YOUR OBJECTIVE -
Scan the entries for the string "false" and give the number of lines that have it, nothing further.

TASK MATERIAL -
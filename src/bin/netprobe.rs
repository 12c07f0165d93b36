use anyhow::{Context, Result};
use clap::Parser;
use netprobe::client::{self, Reporter};
use netprobe::config::{Cli, Mode};
use netprobe::logging::init_logging_with_config;
use netprobe::server;
use netprobe::shutdown::{install_signal_handlers, ShutdownFlag};
use tracing::{error, info};

fn main() {
    let cli = Cli::parse();

    init_logging_with_config(&cli.log_level, cli.is_json_format());

    let mode = match cli.resolve() {
        Ok(mode) => mode,
        Err(e) => {
            error!(error = %e, "Invalid configuration");
            eprintln!("Configuration error: {}", e);
            std::process::exit(1);
        }
    };

    install_signal_handlers();
    let shutdown = ShutdownFlag::new();

    if let Err(e) = run(mode, &shutdown) {
        error!(error = %e, "Netprobe failed");
        eprintln!("Error: {:#}", e);
        std::process::exit(1);
    }
}

fn run(mode: Mode, shutdown: &ShutdownFlag) -> Result<()> {
    match mode {
        Mode::Server(config) => {
            server::run(&config, shutdown)
                .with_context(|| format!("{} server on {}", config.transport, config.bind))?;
            info!("Server stopped");
        }
        Mode::Client(config) => {
            let report = client::run(&config, shutdown)
                .with_context(|| format!("{} client to {}", config.transport, config.target))?;
            Reporter.print_results(&report)?;
            if report.measurement.interrupted {
                info!("Measurement interrupted by signal");
            }
        }
    }
    Ok(())
}
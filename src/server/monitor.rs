//! Server monitoring and statistics display

use crate::shutdown::ShutdownFlag;
use colored::*;
use std::sync::atomic::{AtomicU64, Ordering};
use std::sync::Arc;
use std::thread::{self, JoinHandle};
use std::time::{Duration, Instant};
use tracing::info;

/// Time without packets before the status line shows IDLE (milliseconds).
const IDLE_THRESHOLD_MS: u64 = 150;

/// Blink interval for the activity indicator (milliseconds).
const BLINK_INTERVAL_MS: u64 = 200;

/// Lock-free counters shared by every receive loop and worker.
///
/// `Relaxed` ordering is enough: each counter is independent and only read
/// for display.
#[derive(Debug, Default)]
pub struct ServerCounters {
    packets_received: AtomicU64,
    packets_echoed: AtomicU64,
    sync_probes: AtomicU64,
    errors: AtomicU64,
    active_connections: AtomicU64,
    rejected_connections: AtomicU64,
}

impl ServerCounters {
    #[inline]
    pub fn increment_received(&self) {
        self.packets_received.fetch_add(1, Ordering::Relaxed);
    }

    #[inline]
    pub fn increment_echoed(&self) {
        self.packets_echoed.fetch_add(1, Ordering::Relaxed);
    }

    #[inline]
    pub fn increment_sync(&self) {
        self.sync_probes.fetch_add(1, Ordering::Relaxed);
    }

    #[inline]
    pub fn increment_error(&self) {
        self.errors.fetch_add(1, Ordering::Relaxed);
    }

    #[inline]
    pub fn increment_rejected(&self) {
        self.rejected_connections.fetch_add(1, Ordering::Relaxed);
    }

    pub fn connection_opened(&self) {
        self.active_connections.fetch_add(1, Ordering::Relaxed);
    }

    pub fn connection_closed(&self) {
        // Saturates so an unbalanced close can't wrap the gauge.
        let _ = self
            .active_connections
            .fetch_update(Ordering::Relaxed, Ordering::Relaxed, |n| n.checked_sub(1));
    }

    pub fn snapshot(&self, elapsed: Duration) -> ServerStats {
        ServerStats {
            packets_received: self.packets_received.load(Ordering::Relaxed),
            packets_echoed: self.packets_echoed.load(Ordering::Relaxed),
            sync_probes: self.sync_probes.load(Ordering::Relaxed),
            errors: self.errors.load(Ordering::Relaxed),
            active_connections: self.active_connections.load(Ordering::Relaxed),
            rejected_connections: self.rejected_connections.load(Ordering::Relaxed),
            elapsed,
        }
    }
}

/// Point-in-time server statistics.
#[derive(Debug, Clone, PartialEq, Eq)]
pub struct ServerStats {
    pub packets_received: u64,
    pub packets_echoed: u64,
    pub sync_probes: u64,
    pub errors: u64,
    pub active_connections: u64,
    pub rejected_connections: u64,
    pub elapsed: Duration,
}

/// Owns the shared counters and the optional live status line.
///
/// The display runs on its own thread; receive loops only touch atomics.
pub struct ServerMonitor {
    counters: Arc<ServerCounters>,
    start_time: Instant,
    update_interval: Duration,
}

impl ServerMonitor {
    pub fn new(update_interval_ms: u64) -> Self {
        Self {
            counters: Arc::new(ServerCounters::default()),
            start_time: Instant::now(),
            update_interval: Duration::from_millis(update_interval_ms),
        }
    }

    /// Handle to the counters for receive loops and workers.
    pub fn counters(&self) -> Arc<ServerCounters> {
        Arc::clone(&self.counters)
    }

    /// Start the background display thread; it exits once `stop` is requested.
    pub fn start_display(&self, stop: ShutdownFlag) -> JoinHandle<()> {
        let counters = Arc::clone(&self.counters);
        let start_time = self.start_time;
        let update_interval = self.update_interval;

        thread::spawn(move || {
            let mut last_received = 0u64;
            let mut last_packet_time = Instant::now();
            let mut blink_state = false;
            let mut last_blink_time = Instant::now();

            while !stop.is_requested() {
                thread::sleep(update_interval);

                let stats = counters.snapshot(start_time.elapsed());
                let now = Instant::now();

                let recent_received = stats.packets_received.saturating_sub(last_received);
                let is_idle = recent_received == 0
                    && now.duration_since(last_packet_time)
                        >= Duration::from_millis(IDLE_THRESHOLD_MS);

                if recent_received > 0 {
                    last_packet_time = now;
                }

                if !is_idle {
                    if now.duration_since(last_blink_time)
                        >= Duration::from_millis(BLINK_INTERVAL_MS)
                    {
                        blink_state = !blink_state;
                        last_blink_time = now;
                    }
                } else {
                    blink_state = false;
                }

                let indicator = Self::render_indicator(is_idle, blink_state);
                Self::display_status_line(&indicator, is_idle, &stats);

                last_received = stats.packets_received;
            }
            println!();
        })
    }

    fn render_indicator(is_idle: bool, blink_state: bool) -> String {
        if is_idle {
            "░".normal().to_string()
        } else if blink_state {
            "█".red().bold().to_string()
        } else {
            "░".red().to_string()
        }
    }

    fn status_line(indicator: &str, is_idle: bool, stats: &ServerStats) -> String {
        let status = if is_idle { "IDLE" } else { "ACTIVE" };
        format!(
            "{} [{}] Conns: {} | Received: {} | Echoed: {} | Sync: {} | Errors: {}",
            indicator,
            status,
            stats.active_connections,
            stats.packets_received,
            stats.packets_echoed,
            stats.sync_probes,
            stats.errors
        )
    }

    fn display_status_line(indicator: &str, is_idle: bool, stats: &ServerStats) {
        print!("\r{}", Self::status_line(indicator, is_idle, stats));
        std::io::Write::flush(&mut std::io::stdout()).ok();
    }

    /// Get current statistics.
    pub fn stats(&self) -> ServerStats {
        self.counters.snapshot(self.start_time.elapsed())
    }

    /// Log the totals, typically once on shutdown.
    pub fn log_summary(&self) {
        let stats = self.stats();
        info!(
            packets_received = stats.packets_received,
            packets_echoed = stats.packets_echoed,
            sync_probes = stats.sync_probes,
            errors = stats.errors,
            rejected_connections = stats.rejected_connections,
            elapsed_secs = stats.elapsed.as_secs_f64(),
            "Server statistics"
        );
    }
}
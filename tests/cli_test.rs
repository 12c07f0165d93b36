use std::net::TcpListener;
use std::process::Command;

fn netprobe(args: &[&str]) -> std::process::Output {
    Command::new(env!("CARGO_BIN_EXE_netprobe"))
        .args(args)
        .env_remove("RUST_LOG")
        .output()
        .expect("failed to launch netprobe")
}

#[test]
fn test_help_exits_zero() {
    let out = netprobe(&["-h"]);
    assert!(out.status.success());
    assert!(String::from_utf8_lossy(&out.stdout).contains("--udp"));
}

#[test]
fn test_role_is_required() {
    assert!(!netprobe(&[]).status.success());
}

#[test]
fn test_invalid_ip_literal_fails() {
    let out = netprobe(&["-c", "not-an-ip"]);
    assert_eq!(out.status.code(), Some(1));
    assert!(String::from_utf8_lossy(&out.stderr).contains("Configuration error"));
}

#[test]
fn test_ipv4_literal_rejected_with_ipv6_flag() {
    let out = netprobe(&["-6", "-c", "127.0.0.1"]);
    assert_eq!(out.status.code(), Some(1));
}

#[test]
fn test_connect_failure_exits_nonzero() {
    let port = TcpListener::bind("127.0.0.1:0")
        .unwrap()
        .local_addr()
        .unwrap()
        .port()
        .to_string();
    let out = netprobe(&["-c", "127.0.0.1", "-p", &port, "-n", "3", "-q"]);
    assert_eq!(out.status.code(), Some(1));
    assert!(String::from_utf8_lossy(&out.stderr).contains("Error:"));
}

#[test]
fn test_server_bind_conflict_exits_nonzero() {
    let taken = TcpListener::bind("127.0.0.1:0").unwrap();
    let port = taken.local_addr().unwrap().port().to_string();
    let out = netprobe(&["-s", "--bind", "127.0.0.1", "-p", &port, "-q"]);
    assert_eq!(out.status.code(), Some(1));
}
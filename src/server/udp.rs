use crate::error::Result;
use crate::protocol::MAX_PACKET_SIZE;
use crate::server::echo::prepare_echo;
use crate::server::monitor::ServerCounters;
use crate::server::tcp::bind_error;
use crate::server::READ_TIMEOUT_MS;
use crate::shutdown::ShutdownFlag;
use crate::time::timestamp_us;
use crate::transport::is_timeout;
use std::io;
use std::net::{SocketAddr, UdpSocket};
use std::sync::Arc;
use std::time::Duration;
use tracing::{debug, error, info, warn};

/// Stateless echo server: one receive loop, one datagram at a time.
pub struct UdpEchoServer {
    socket: UdpSocket,
    counters: Arc<ServerCounters>,
}

impl UdpEchoServer {
    pub fn bind(addr: SocketAddr, counters: Arc<ServerCounters>) -> Result<Self> {
        let socket = UdpSocket::bind(addr).map_err(|e| bind_error(addr, e))?;
        socket.set_read_timeout(Some(Duration::from_millis(READ_TIMEOUT_MS)))?;
        Ok(Self { socket, counters })
    }

    pub fn local_addr(&self) -> Result<SocketAddr> {
        Ok(self.socket.local_addr()?)
    }

    /// Echo datagrams until `shutdown` is requested.
    ///
    /// Malformed datagrams are counted and dropped; they never stop the loop.
    pub fn run(self, shutdown: &ShutdownFlag) -> Result<()> {
        info!(address = %self.local_addr()?, "UDP echo server listening");

        // One spare byte so oversized datagrams show up as a size mismatch.
        let mut buf = vec![0u8; MAX_PACKET_SIZE + 1];

        while !shutdown.is_requested() {
            let (len, peer) = match self.socket.recv_from(&mut buf) {
                Ok(received) => received,
                Err(e) if is_timeout(&e) || e.kind() == io::ErrorKind::Interrupted => continue,
                Err(e) => {
                    if shutdown.is_requested() {
                        break;
                    }
                    self.counters.increment_error();
                    warn!(error = %e, "Failed to receive datagram");
                    continue;
                }
            };

            let recv_ts = timestamp_us();
            let frame = &mut buf[..len];
            if let Err(e) = prepare_echo(frame, recv_ts, &self.counters) {
                self.counters.increment_error();
                debug!(error = %e, peer = %peer, len, "Dropping malformed datagram");
                continue;
            }

            match self.socket.send_to(frame, peer) {
                Ok(_) => self.counters.increment_echoed(),
                Err(e) => {
                    self.counters.increment_error();
                    error!(error = %e, peer = %peer, "Failed to send packet");
                }
            }
        }

        info!("Shutting down UDP server");
        Ok(())
    }
}
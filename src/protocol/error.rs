use thiserror::Error;

/// Protocol-level errors for packet encoding/decoding
#[derive(Debug, Clone, PartialEq, Eq, Error)]
pub enum ProtocolError {
    #[error("Truncated packet: need at least {expected} bytes, got {actual}")]
    Truncated { expected: usize, actual: usize },

    #[error("Invalid declared size {declared} (allowed {min}..={max})")]
    InvalidDeclaredSize {
        declared: usize,
        min: usize,
        max: usize,
    },

    #[error("Size mismatch: header declares {declared} bytes, received {actual}")]
    SizeMismatch { declared: usize, actual: usize },

    #[error("Unexpected sequence number: expected {expected}, received {received}")]
    UnexpectedSequence { expected: u64, received: u64 },

    #[error("Corrupt packet (seq={sequence}): payload mismatch at offset {offset}")]
    CorruptPacket { sequence: u64, offset: usize },
}

pub type Result<T> = std::result::Result<T, ProtocolError>;
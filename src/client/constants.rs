//! Constants used throughout the client

/// Default number of clock synchronization rounds
pub const DEFAULT_SYNC_ROUNDS: usize = 10;

/// Pause between clock synchronization rounds in milliseconds
pub const SYNC_ROUND_DELAY_MS: u64 = 50;

/// Sync gives up after this many attempts per requested round
pub const SYNC_ATTEMPT_FACTOR: usize = 3;

/// Stale responses discarded while waiting for one echo before giving up
pub const MAX_STALE_DISCARDS: usize = 8;

/// TCP connect timeout in milliseconds
pub const CONNECT_TIMEOUT_MS: u64 = 5000;

/// Progress bar tick interval in milliseconds
pub const PROGRESS_TICK_INTERVAL_MS: u64 = 100;

/// Live statistics update interval in milliseconds
pub const LIVE_STATS_UPDATE_INTERVAL_MS: u64 = 500;

/// Live statistics update interval in packets
pub const LIVE_STATS_UPDATE_PACKETS: usize = 10;

/// Histogram lower bound in microseconds
pub const HISTOGRAM_LOW_BOUND_US: u64 = 1;

/// Histogram upper bound in microseconds (one minute)
pub const HISTOGRAM_HIGH_BOUND_US: u64 = 60_000_000;

/// Histogram significant digits for precision
pub const HISTOGRAM_SIGNIFICANT_DIGITS: u8 = 3;

/// Width of the first distribution bucket in microseconds
pub const HISTOGRAM_FIRST_BUCKET_US: u64 = 50;

/// Excellent latency threshold in milliseconds
pub const EXCELLENT_LATENCY_MS: f64 = 0.5;

/// Acceptable latency threshold in milliseconds
pub const ACCEPTABLE_LATENCY_MS: f64 = 1.0;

ANSWER FOR THE TASK -
2